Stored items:
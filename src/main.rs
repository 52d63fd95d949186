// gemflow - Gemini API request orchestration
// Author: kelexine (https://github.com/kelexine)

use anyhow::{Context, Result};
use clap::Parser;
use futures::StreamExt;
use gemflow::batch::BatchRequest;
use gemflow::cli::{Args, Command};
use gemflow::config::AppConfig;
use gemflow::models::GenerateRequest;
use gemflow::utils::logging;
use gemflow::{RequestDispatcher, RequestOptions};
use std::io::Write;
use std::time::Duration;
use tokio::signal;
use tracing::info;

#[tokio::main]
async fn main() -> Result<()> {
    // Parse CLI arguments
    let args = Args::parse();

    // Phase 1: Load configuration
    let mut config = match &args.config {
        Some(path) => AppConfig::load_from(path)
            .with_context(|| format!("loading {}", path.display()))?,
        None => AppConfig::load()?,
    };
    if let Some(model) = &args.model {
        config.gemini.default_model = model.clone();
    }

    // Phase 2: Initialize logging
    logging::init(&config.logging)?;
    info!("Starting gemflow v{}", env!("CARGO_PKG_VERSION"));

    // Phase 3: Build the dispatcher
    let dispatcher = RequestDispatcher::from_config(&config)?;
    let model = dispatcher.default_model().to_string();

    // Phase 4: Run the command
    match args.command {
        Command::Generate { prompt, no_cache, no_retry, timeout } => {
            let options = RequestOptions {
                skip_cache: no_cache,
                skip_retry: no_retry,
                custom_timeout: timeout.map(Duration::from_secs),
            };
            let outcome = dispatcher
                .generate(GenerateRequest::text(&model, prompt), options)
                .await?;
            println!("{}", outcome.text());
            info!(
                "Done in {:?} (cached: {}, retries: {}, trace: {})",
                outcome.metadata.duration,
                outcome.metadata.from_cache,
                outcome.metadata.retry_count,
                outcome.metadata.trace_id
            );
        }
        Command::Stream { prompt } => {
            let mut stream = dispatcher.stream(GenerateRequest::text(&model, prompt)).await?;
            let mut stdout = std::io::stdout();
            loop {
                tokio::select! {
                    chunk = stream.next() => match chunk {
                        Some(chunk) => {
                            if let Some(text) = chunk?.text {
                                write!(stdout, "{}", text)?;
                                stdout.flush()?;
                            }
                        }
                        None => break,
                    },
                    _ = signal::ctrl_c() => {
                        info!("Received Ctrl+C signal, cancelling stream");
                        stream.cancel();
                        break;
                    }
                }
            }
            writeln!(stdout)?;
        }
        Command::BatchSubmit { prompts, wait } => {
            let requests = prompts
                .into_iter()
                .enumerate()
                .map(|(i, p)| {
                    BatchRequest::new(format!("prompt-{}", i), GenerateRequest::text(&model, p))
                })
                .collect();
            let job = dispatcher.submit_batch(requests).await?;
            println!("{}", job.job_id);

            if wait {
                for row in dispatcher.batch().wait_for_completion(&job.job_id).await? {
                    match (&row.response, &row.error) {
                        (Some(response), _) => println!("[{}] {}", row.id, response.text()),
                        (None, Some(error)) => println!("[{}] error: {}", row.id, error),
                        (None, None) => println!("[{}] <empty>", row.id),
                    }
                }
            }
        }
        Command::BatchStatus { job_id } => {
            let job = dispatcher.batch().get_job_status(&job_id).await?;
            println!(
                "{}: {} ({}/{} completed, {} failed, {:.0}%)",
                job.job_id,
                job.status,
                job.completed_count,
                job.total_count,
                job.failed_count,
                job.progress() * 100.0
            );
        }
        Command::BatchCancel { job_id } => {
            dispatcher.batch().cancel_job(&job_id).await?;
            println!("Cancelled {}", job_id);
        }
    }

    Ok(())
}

Exercise aim: Filter on the word "outcome": copy each matching line from the entries above.

Answer to this task:
            let outcome = dispatcher
            println!("{}", outcome.text());
                outcome.metadata.duration,
                outcome.metadata.from_cache,
                outcome.metadata.retry_count,
                outcome.metadata.trace_id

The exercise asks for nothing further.